Cependant, à l’exception du Sénégal, ces listes sont trop restrictives et ne concernent que des emplois très qualifiés : informaticiens, chefs de chantiers, cadres de l’audit, etc. Par ailleurs, il y a fort à craindre que la crise économique n’aboutisse à une situation de non-délivrance de ces titres de séjour.

Or une partie de l’immigration professionnelle pourrait, et devrait, concerner des emplois non qualifiés. Il n’y a rien de honteux à employer des travailleurs immigrés non qualifiés ! Nous en avons besoin, car ils ont vocation à occuper des emplois souvent délaissés par les Français. Rien ne s’opposerait donc à de telles immigrations professionnelles.

Certaines dispositions de ces accords visent à faciliter l’accueil et le séjour des étudiants. Nous nous en réjouissons, car la France avait pris du retard dans ce domaine par rapport à un certain nombre d’autres pays développés. Ces mesures concernent, notamment, ceux qui, à l’issue de leur cursus universitaire, souhaitent acquérir une première expérience professionnelle dans notre pays.

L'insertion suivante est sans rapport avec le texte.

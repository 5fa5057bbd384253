use crate::error::SysadminError;
use chrono::{DateTime, SecondsFormat, Utc};
use serde::Serialize;
use sqlx::{FromRow, SqlitePool};

/// A persisted import attempt
#[derive(Debug, Clone, Serialize)]
pub struct ImportLog {
    pub id: i64,
    pub course_id: Option<String>,
    pub repo_dir: String,
    pub commit: Option<String>,
    pub author: Option<String>,
    pub created: DateTime<Utc>,
    pub course_import_log: String,
    pub git_log: String,
}

/// Fields of a record about to be inserted
#[derive(Debug, Clone)]
pub struct NewImportLog {
    pub course_id: Option<String>,
    pub repo_dir: String,
    pub commit: Option<String>,
    pub author: Option<String>,
    pub created: DateTime<Utc>,
    pub course_import_log: String,
    pub git_log: String,
}

// Helper struct to map DB row to ImportLog struct
#[derive(FromRow)]
struct ImportLogRow {
    id: i64,
    course_id: Option<String>,
    repo_dir: String,
    commit_hash: Option<String>,
    author: Option<String>,
    created_at: String,
    course_import_log: String,
    git_log: String,
}

impl From<ImportLogRow> for ImportLog {
    fn from(row: ImportLogRow) -> Self {
        let created = DateTime::parse_from_rfc3339(&row.created_at)
            .map(|dt| dt.with_timezone(&Utc))
            .unwrap_or_default();

        ImportLog {
            id: row.id,
            course_id: row.course_id,
            repo_dir: row.repo_dir,
            commit: row.commit_hash,
            author: row.author,
            created,
            course_import_log: row.course_import_log,
            git_log: row.git_log,
        }
    }
}

/// Fixed width so that text order matches time order
fn format_timestamp(dt: &DateTime<Utc>) -> String {
    dt.to_rfc3339_opts(SecondsFormat::Micros, true)
}

/// Import log records stored in SQLite
#[derive(Clone)]
pub struct SqlImportLogStore {
    pool: SqlitePool,
}

impl SqlImportLogStore {
    pub fn new(pool: SqlitePool) -> Self {
        Self { pool }
    }

    /// Insert a record, returns the new ID
    pub async fn insert(&self, log: &NewImportLog) -> Result<i64, SysadminError> {
        let result = sqlx::query(
            r#"
            INSERT INTO course_import_logs (
                course_id, repo_dir, commit_hash, author,
                created_at, course_import_log, git_log
            )
            VALUES (?, ?, ?, ?, ?, ?, ?)
            "#,
        )
        .bind(&log.course_id)
        .bind(&log.repo_dir)
        .bind(&log.commit)
        .bind(&log.author)
        .bind(format_timestamp(&log.created))
        .bind(&log.course_import_log)
        .bind(&log.git_log)
        .execute(&self.pool)
        .await
        .map_err(|e| SysadminError::DatabaseError(format!("Failed to save import log: {}", e)))?;

        Ok(result.last_insert_rowid())
    }

    /// Get a record by ID
    pub async fn get(&self, id: i64) -> Result<Option<ImportLog>, SysadminError> {
        let row = sqlx::query_as::<_, ImportLogRow>(
            r#"
            SELECT id, course_id, repo_dir, commit_hash, author,
                   created_at, course_import_log, git_log
            FROM course_import_logs
            WHERE id = ?
            "#,
        )
        .bind(id)
        .fetch_optional(&self.pool)
        .await
        .map_err(|e| SysadminError::DatabaseError(format!("Failed to fetch import log: {}", e)))?;

        Ok(row.map(|r| r.into()))
    }

    /// Records newest first, optionally for one course
    pub async fn list(
        &self,
        course_id: Option<&str>,
        limit: i64,
        offset: i64,
    ) -> Result<Vec<ImportLog>, SysadminError> {
        let rows = sqlx::query_as::<_, ImportLogRow>(
            r#"
            SELECT id, course_id, repo_dir, commit_hash, author,
                   created_at, course_import_log, git_log
            FROM course_import_logs
            WHERE (?1 IS NULL OR course_id = ?1)
            ORDER BY created_at DESC, id DESC
            LIMIT ?2 OFFSET ?3
            "#,
        )
        .bind(course_id)
        .bind(limit)
        .bind(offset)
        .fetch_all(&self.pool)
        .await
        .map_err(|e| SysadminError::DatabaseError(format!("Failed to fetch import logs: {}", e)))?;

        Ok(rows.into_iter().map(|r| r.into()).collect())
    }

    /// Count records, optionally for one course
    pub async fn count(&self, course_id: Option<&str>) -> Result<i64, SysadminError> {
        let count: (i64,) = sqlx::query_as(
            "SELECT COUNT(*) FROM course_import_logs WHERE (?1 IS NULL OR course_id = ?1)",
        )
        .bind(course_id)
        .fetch_one(&self.pool)
        .await
        .map_err(|e| SysadminError::DatabaseError(format!("Failed to count import logs: {}", e)))?;

        Ok(count.0)
    }

    /// Deletes all but the `threshold` newest records of `course_id`.
    ///
    /// Returns 0 without touching the table unless `threshold` is a positive
    /// integer. The selection and the delete are one statement, so
    /// concurrent trims of the same course cannot interleave.
    pub async fn trim(&self, course_id: &str, threshold: Option<i64>) -> Result<u64, SysadminError> {
        let threshold = match threshold {
            Some(t) if t > 0 => t,
            _ => return Ok(0),
        };

        let result = sqlx::query(
            r#"
            DELETE FROM course_import_logs
            WHERE id IN (
                SELECT id FROM course_import_logs
                WHERE course_id = ?
                ORDER BY created_at DESC, id DESC
                LIMIT -1 OFFSET ?
            )
            "#,
        )
        .bind(course_id)
        .bind(threshold)
        .execute(&self.pool)
        .await
        .map_err(|e| SysadminError::DatabaseError(format!("Failed to trim import logs: {}", e)))?;

        Ok(result.rows_affected())
    }
}

#[cfg(test)]
mod tests {
    use super::*;
    use crate::db::init_memory_db;
    use chrono::Duration;

    const COURSE: &str = "course-v1:MITx+6.002x+2013_Spring";

    fn record(course_id: Option<&str>, created: DateTime<Utc>) -> NewImportLog {
        NewImportLog {
            course_id: course_id.map(String::from),
            repo_dir: "edx4edx_lite".to_string(),
            commit: Some("0123456789abcdef0123456789abcdef01234567".to_string()),
            author: Some("Course Author <author@example.com>".to_string()),
            created,
            course_import_log: "===> IMPORTING courselike MITx/6.002x/2013_Spring".to_string(),
            git_log: "Already up to date.".to_string(),
        }
    }

    async fn store() -> SqlImportLogStore {
        SqlImportLogStore::new(init_memory_db().await.unwrap())
    }

    #[tokio::test]
    async fn insert_and_get() {
        let store = store().await;
        let created = Utc::now();
        let id = store.insert(&record(Some(COURSE), created)).await.unwrap();

        let log = store.get(id).await.unwrap().unwrap();
        assert_eq!(log.course_id.as_deref(), Some(COURSE));
        assert_eq!(log.repo_dir, "edx4edx_lite");
        assert_eq!(log.created.timestamp_micros(), created.timestamp_micros());
        assert!(store.get(id + 1).await.unwrap().is_none());
    }

    #[tokio::test]
    async fn list_is_newest_first_and_filters() {
        let store = store().await;
        let base = Utc::now();
        for i in 0..3 {
            store
                .insert(&record(Some(COURSE), base + Duration::seconds(i)))
                .await
                .unwrap();
        }
        store.insert(&record(None, base)).await.unwrap();

        let all = store.list(None, 10, 0).await.unwrap();
        assert_eq!(all.len(), 4);
        assert_eq!(store.count(None).await.unwrap(), 4);

        let course = store.list(Some(COURSE), 2, 0).await.unwrap();
        assert_eq!(course.len(), 2);
        assert!(course[0].created > course[1].created);
        assert_eq!(store.count(Some(COURSE)).await.unwrap(), 3);
    }

    #[tokio::test]
    async fn trim_keeps_newest_and_is_idempotent() {
        let store = store().await;
        let base = Utc::now();
        let mut ids = Vec::new();
        for i in 0..5 {
            ids.push(
                store
                    .insert(&record(Some(COURSE), base + Duration::seconds(i)))
                    .await
                    .unwrap(),
            );
        }
        store.insert(&record(Some("course-v1:edX+DemoX+Demo"), base)).await.unwrap();

        assert_eq!(store.trim(COURSE, Some(3)).await.unwrap(), 2);
        let kept: Vec<i64> = store
            .list(Some(COURSE), 10, 0)
            .await
            .unwrap()
            .into_iter()
            .map(|l| l.id)
            .collect();
        assert_eq!(kept, vec![ids[4], ids[3], ids[2]]);

        assert_eq!(store.trim(COURSE, Some(3)).await.unwrap(), 0);
        assert_eq!(store.count(Some("course-v1:edX+DemoX+Demo")).await.unwrap(), 1);
    }

    #[tokio::test]
    async fn trim_without_threshold_is_noop() {
        let store = store().await;
        store.insert(&record(Some(COURSE), Utc::now())).await.unwrap();
        store.insert(&record(Some(COURSE), Utc::now())).await.unwrap();

        assert_eq!(store.trim(COURSE, None).await.unwrap(), 0);
        assert_eq!(store.trim(COURSE, Some(0)).await.unwrap(), 0);
        assert_eq!(store.trim(COURSE, Some(-4)).await.unwrap(), 0);
        assert_eq!(store.trim("course-v1:none+none+none", Some(1)).await.unwrap(), 0);
        assert_eq!(store.count(Some(COURSE)).await.unwrap(), 2);
    }
}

Cependant, là encore, des conditions restrictives ont été posées à l’attribution de la carte de séjour portant la mention « salarié » : les intéressés devront être titulaires d’un master ou d’un diplôme de niveau équivalent, exercer un emploi en lien avec leur formation et percevoir un salaire au moins égal à une fois et demie le SMIC mensuel. Il s’agit là de trois conditions cumulatives et lourdes à remplir.

Par ailleurs, vous l’avez dit, l’accord avec le Congo prévoit que l’autorisation provisoire qui sera attribuée aux étudiants souhaitant rechercher un emploi ne sera pas renouvelable.

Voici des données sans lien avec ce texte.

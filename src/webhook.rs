//! Push event parsing and the decision whether a push should trigger an import

use serde::Deserialize;
use std::collections::HashMap;
use std::fs;
use std::path::{Path, PathBuf};
use tracing::debug;

use crate::BranchPolicy;

/// Prefix of a fully qualified branch ref
pub const BRANCH_REF_PREFIX: &str = "refs/heads/";

/// Repository section of a push payload
#[derive(Debug, Clone, Default, Deserialize, PartialEq, Eq)]
pub struct RepositoryInfo {
    #[serde(default)]
    pub name: String,
    #[serde(default)]
    pub ssh_url: String,
    #[serde(default)]
    pub clone_url: String,
}

#[derive(Debug, Default, Deserialize)]
struct PushPayload {
    #[serde(default)]
    repository: RepositoryInfo,
    #[serde(default, rename = "ref")]
    pushed_ref: String,
}

/// Data extracted from the webhook request, consumed once by [`decide`]
#[derive(Debug, Clone, PartialEq, Eq)]
pub struct WebhookEvent {
    pub event_type: String,
    pub repository: RepositoryInfo,
    pub pushed_ref: String,
}

impl WebhookEvent {
    /// Parses the JSON body. Missing fields become empty strings so the
    /// decision rules can report which one is absent.
    pub fn from_payload(event_type: &str, body: &[u8]) -> Result<Self, serde_json::Error> {
        let payload: PushPayload = serde_json::from_slice(body)?;
        Ok(Self {
            event_type: event_type.to_string(),
            repository: payload.repository,
            pushed_ref: payload.pushed_ref,
        })
    }

    /// ssh url when present, clone url otherwise
    pub fn remote_url(&self) -> Option<&str> {
        [&self.repository.ssh_url, &self.repository.clone_url]
            .into_iter()
            .map(|u| u.trim())
            .find(|u| !u.is_empty())
    }
}

/// Strips `refs/heads/` from a pushed ref
pub fn clean_branch_name(pushed_ref: &str) -> &str {
    pushed_ref
        .strip_prefix(BRANCH_REF_PREFIX)
        .unwrap_or(pushed_ref)
}

/// A local working copy known to the synchronizer
#[derive(Debug, Clone, PartialEq, Eq)]
pub struct LocalRepo {
    pub path: PathBuf,
    /// Fully qualified ref of the checked out branch, `None` when detached
    pub active_ref: Option<String>,
}

pub trait RepoLookup {
    /// Returns `None` when no local copy of `repo_name` exists.
    fn local_repo(&self, repo_name: &str) -> Option<LocalRepo>;
}

impl RepoLookup for HashMap<String, LocalRepo> {
    fn local_repo(&self, repo_name: &str) -> Option<LocalRepo> {
        self.get(repo_name).cloned()
    }
}

/// Looks up working copies under the repository root directory
#[derive(Debug, Clone)]
pub struct RepoDirLookup {
    repo_root: PathBuf,
}

impl RepoDirLookup {
    pub fn new(repo_root: impl Into<PathBuf>) -> Self {
        Self {
            repo_root: repo_root.into(),
        }
    }
}

impl RepoLookup for RepoDirLookup {
    fn local_repo(&self, repo_name: &str) -> Option<LocalRepo> {
        if repo_name.is_empty()
            || repo_name.contains(['/', '\\'])
            || repo_name == ".."
            || repo_name == "."
        {
            return None;
        }
        let path = self.repo_root.join(repo_name);
        let git_dir = path.join(".git");
        if !git_dir.is_dir() {
            debug!("No git working copy at {}", path.display());
            return None;
        }
        let active_ref = read_head_ref(&git_dir);
        Some(LocalRepo { path, active_ref })
    }
}

/// Reads the symbolic ref from `.git/HEAD`
fn read_head_ref(git_dir: &Path) -> Option<String> {
    let head = fs::read_to_string(git_dir.join("HEAD")).ok()?;
    head.trim()
        .strip_prefix("ref:")
        .map(|r| r.trim().to_string())
        .filter(|r| !r.is_empty())
}

/// Arguments for the repository synchronizer
#[derive(Debug, Clone, PartialEq, Eq)]
pub struct SyncParams {
    pub remote: String,
    pub local_dir: Option<String>,
    pub branch: Option<String>,
}

#[derive(Debug, Clone, PartialEq, Eq, thiserror::Error)]
pub enum RejectReason {
    #[error("The API works for 'Push' events only")]
    NotAPushEvent,

    #[error("Couldn't find Repo's name in the payload")]
    MissingRepoName,

    #[error("Couldn't find Repo's ssh_url or clone_url in the payload")]
    MissingRepoUrl,

    #[error("Couldn't find Repo's pushed branch ref in the payload")]
    MissingRef,

    #[error("The pushed branch ({pushed_ref}) is not currently in use")]
    BranchMismatch { pushed_ref: String },

    #[error("No default branch is configured for new course repositories")]
    MissingDefaultBranch,
}

#[derive(Debug, Clone, PartialEq, Eq)]
pub enum Decision {
    Accept(SyncParams),
    Reject(RejectReason),
}

/// Decides whether a push event should trigger an import.
///
/// Rules run in order and the first failing one is reported.
pub fn decide<L: RepoLookup + ?Sized>(
    event: &WebhookEvent,
    lookup: &L,
    policy: &BranchPolicy,
) -> Decision {
    if event.event_type != "push" {
        return Decision::Reject(RejectReason::NotAPushEvent);
    }
    let repo_name = event.repository.name.trim();
    if repo_name.is_empty() {
        return Decision::Reject(RejectReason::MissingRepoName);
    }
    let Some(remote) = event.remote_url() else {
        return Decision::Reject(RejectReason::MissingRepoUrl);
    };
    if event.pushed_ref.is_empty() {
        return Decision::Reject(RejectReason::MissingRef);
    }

    match lookup.local_repo(repo_name) {
        None => {
            let branch = clean_branch_name(&event.pushed_ref);
            if let BranchPolicy::DefaultBranchGated { default_branch } = policy {
                match default_branch.as_deref() {
                    None => return Decision::Reject(RejectReason::MissingDefaultBranch),
                    Some(expected) if clean_branch_name(expected) != branch => {
                        return Decision::Reject(RejectReason::BranchMismatch {
                            pushed_ref: event.pushed_ref.clone(),
                        });
                    }
                    Some(_) => {}
                }
            }
            Decision::Accept(SyncParams {
                remote: remote.to_string(),
                local_dir: Some(repo_name.to_string()),
                branch: Some(branch.to_string()),
            })
        }
        Some(local) => {
            if local.active_ref.as_deref() != Some(event.pushed_ref.as_str()) {
                return Decision::Reject(RejectReason::BranchMismatch {
                    pushed_ref: event.pushed_ref.clone(),
                });
            }
            Decision::Accept(SyncParams {
                remote: remote.to_string(),
                local_dir: Some(repo_name.to_string()),
                branch: None,
            })
        }
    }
}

Tous ces accords prévoient aussi d’attribuer plus facilement des visas de circulation. Le principe de l’attribution de visas de circulation est une bonne chose, car il est nécessaire de faciliter les allers-retours entre la France et les pays d’émigration, l’émigration n’étant pas nécessairement continue, la personne pouvant entrer et sortir du territoire à plusieurs reprises. Cela a longtemps été demandé par les pays concernés. Cependant, il est critiquable que seules les personnes qualifiées soient visées.

Actuellement, de tels visas sont essentiellement délivrés à des hommes d’affaires, des financiers, et très peu à d’autres catégories de demandeurs, par exemple des artistes ou des chercheurs. À cet égard, nos consulats font preuve d’une grande timidité.

Des quotas annuels sont fixés pour la délivrance des cartes de séjour portant la mention « compétences et talents » – belle appellation ! –, soit mille pour le Sénégal, cent cinquante pour le Congo, cent cinquante pour le Bénin et mille cinq cents pour la Tunisie. Mais aucune clause ne prévoit l’obligation de les atteindre, ce qui peut se comprendre. Toutefois, permettez-moi d’exprimer ma crainte de voir se développer une politique extrêmement restrictive de délivrance de ces visas.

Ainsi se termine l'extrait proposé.